The App Store Small Business Program
For software developers, 2020 was dominated by two things. One was COVID-19, of course. The other was Apple’s App Store Small Business Program, which halves the cut that Apple takes from app-makers, as long as they earn less than $1 million per year. For even a small software team, $1 million per year isn’t that much, but for individual indie developers it’s a big deal. According to MacPaw’s survey, 68% of Mac app developers work alone, while 22% work in small teams (2–5 people). “For an indie developer, Apple’s Small Business Program was very good news,” Sergey Krivoblotsky, macOS developer and creator of NSBeep, told Lifewire via email. “Developers who earn less than $1 million a year from sales in the App Store receive a commission reduction of 30-15 percent.” Of the developers surveyed, “90% had a very favorable or rather favorable view of this change,” says the survey.
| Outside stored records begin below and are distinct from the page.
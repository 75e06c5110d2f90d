use std::io::Write;

use rental::revenue::format_payout;
use rental::types::{DepositSource, RevenueSelection};
use rental::{
    BookingQuote, DiscountSettings, HostGlobalDepositSettings, TierProgress, Vehicle,
    VehicleDepositMode, VehicleDepositRow,
};
use serde::Serialize;

/// Write `value` as one line of JSON.
pub fn write_json<W: Write, T: Serialize + ?Sized>(
    writer: &mut W,
    value: &T,
) -> std::io::Result<()> {
    serde_json::to_writer(&mut *writer, value)?;
    writer.write_all(b"\n")?;
    writer.flush()
}

fn source_label(source: &DepositSource) -> String {
    match source {
        DepositSource::Disabled => "disabled".to_string(),
        DepositSource::Vehicle => "vehicle".to_string(),
        DepositSource::MakeOverride => "make".to_string(),
        DepositSource::HostDefault => "default".to_string(),
        DepositSource::RateBased(class) => format!("rate:{class}"),
    }
}

/// TSV: id \t name \t daily_rate \t mode \t deposit \t source
pub fn write_deposits<W: Write>(
    writer: &mut W,
    rows: &[VehicleDepositRow],
) -> std::io::Result<()> {
    for row in rows {
        let v = &row.vehicle;
        writeln!(
            writer,
            "{}\t{}\t{}\t{}\t{}\t{}",
            v.id,
            v.display_name(),
            v.daily_rate,
            v.vehicle_deposit_mode,
            row.deposit.amount,
            source_label(&row.deposit.source)
        )?;
    }
    writer.flush()
}

pub fn write_settings<W: Write>(
    writer: &mut W,
    settings: &HostGlobalDepositSettings,
) -> std::io::Result<()> {
    writeln!(writer, "require_deposit\t{}", settings.require_deposit)?;
    writeln!(writer, "default_amount\t{}", settings.default_amount)?;
    for (make, amount) in &settings.make_deposits {
        writeln!(writer, "make:{make}\t{amount}")?;
    }
    writer.flush()
}

/// TSV: id \t mode \t require_deposit \t deposit_amount
pub fn write_vehicle<W: Write>(writer: &mut W, vehicle: &Vehicle) -> std::io::Result<()> {
    let amount = vehicle
        .deposit_amount
        .map(|a| a.to_string())
        .unwrap_or_else(|| "--".into());
    writeln!(
        writer,
        "{}\t{}\t{}\t{}",
        vehicle.id, vehicle.vehicle_deposit_mode, vehicle.require_deposit, amount
    )?;
    writer.flush()
}

pub fn write_mode_change<W: Write>(
    writer: &mut W,
    mode: VehicleDepositMode,
    changed: usize,
) -> std::io::Result<()> {
    writeln!(writer, "{mode}\t{changed}")?;
    writer.flush()
}

pub fn write_discounts<W: Write>(
    writer: &mut W,
    discounts: &DiscountSettings,
) -> std::io::Result<()> {
    writeln!(writer, "weekly_percent\t{}", discounts.weekly_percent)?;
    writeln!(writer, "monthly_percent\t{}", discounts.monthly_percent)?;
    writer.flush()
}

/// TSV: tier \t commission% \t next \t progress% \t units_to_next
pub fn write_tier<W: Write>(writer: &mut W, progress: &TierProgress) -> std::io::Result<()> {
    writeln!(
        writer,
        "{}\t{}%\t{}\t{}%\t{}",
        progress.current.name,
        progress.current.commission_percent,
        progress.next.map(|t| t.name).unwrap_or("--"),
        progress.progress_percent,
        progress.units_to_next
    )?;
    writer.flush()
}

/// TSV: path \t tier \t payout
pub fn write_revenue<W: Write>(
    writer: &mut W,
    selection: &RevenueSelection,
) -> std::io::Result<()> {
    writeln!(
        writer,
        "{}\t{}\t{}",
        selection
            .revenue_path
            .map(|p| p.to_string())
            .unwrap_or_else(|| "--".into()),
        selection
            .revenue_tier
            .map(|t| t.to_string())
            .unwrap_or_else(|| "--".into()),
        format_payout(selection)
    )?;
    writer.flush()
}

pub fn write_quote<W: Write>(writer: &mut W, quote: &BookingQuote) -> std::io::Result<()> {
    writeln!(writer, "vehicle\t{}", quote.vehicle_id)?;
    writeln!(writer, "dates\t{} -> {}", quote.start, quote.end)?;
    writeln!(writer, "days\t{}", quote.days)?;
    writeln!(writer, "daily_rate\t{}", quote.daily_rate)?;
    writeln!(writer, "subtotal\t{}", quote.subtotal)?;
    if quote.discount_percent > 0 {
        writeln!(writer, "discount\t-{} ({}%)", quote.discount, quote.discount_percent)?;
    }
    writeln!(writer, "total\t{}", quote.total)?;
    writeln!(writer, "deposit\t{}", quote.deposit)?;
    writer.flush()
}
Some developers joked that they may now create a Mac App Store version of their app, now that they can make some money there. Some 50% of respondents plan to apply for Apple’s program this year.
COVID-19 in 2020
Apple’s App Store Small Business Program won’t show its effects in 2021, so the pandemic was last year’s biggest deal. Lockdown changed things both for the developers and their customers. In business terms, though, effects were mixed. 55% of developers said they didn’t experience any impact on their businesses. Of those who did experience an impact, the results were equally mixed, 29% negative and 24% positive. For independent developers, working from home is business as usual. But for their customers, suddenly using their own computers, and getting them set up for work, meant a boon for business. According to the survey, one of the top positives of the pandemic was an increase in website visitors, and an increase in the number of users. “As it’s increased people working from home and using their computers, I’ve seen an increase in demand for apps,” software developer Charlie Monroe told Lifewire via email. “I experiment a lot with my products, and I direct all the income from my applications back into development (like many of the indie developers I know): into advertising, development, and design,” said Krivoblotsky. “Therefore, I will now be able to spend more money on the development of my applications.” It seems that indie developers have escaped the worst of the pandemic’s economic devastation, partly because they work from home already, and partly because—according to MacPaw’s survey—the software business hasn’t been hit as hard as, say, the restaurant business. And with vaccinations and Apple’s App Store Small Business Program in view, 2021 is looking even better.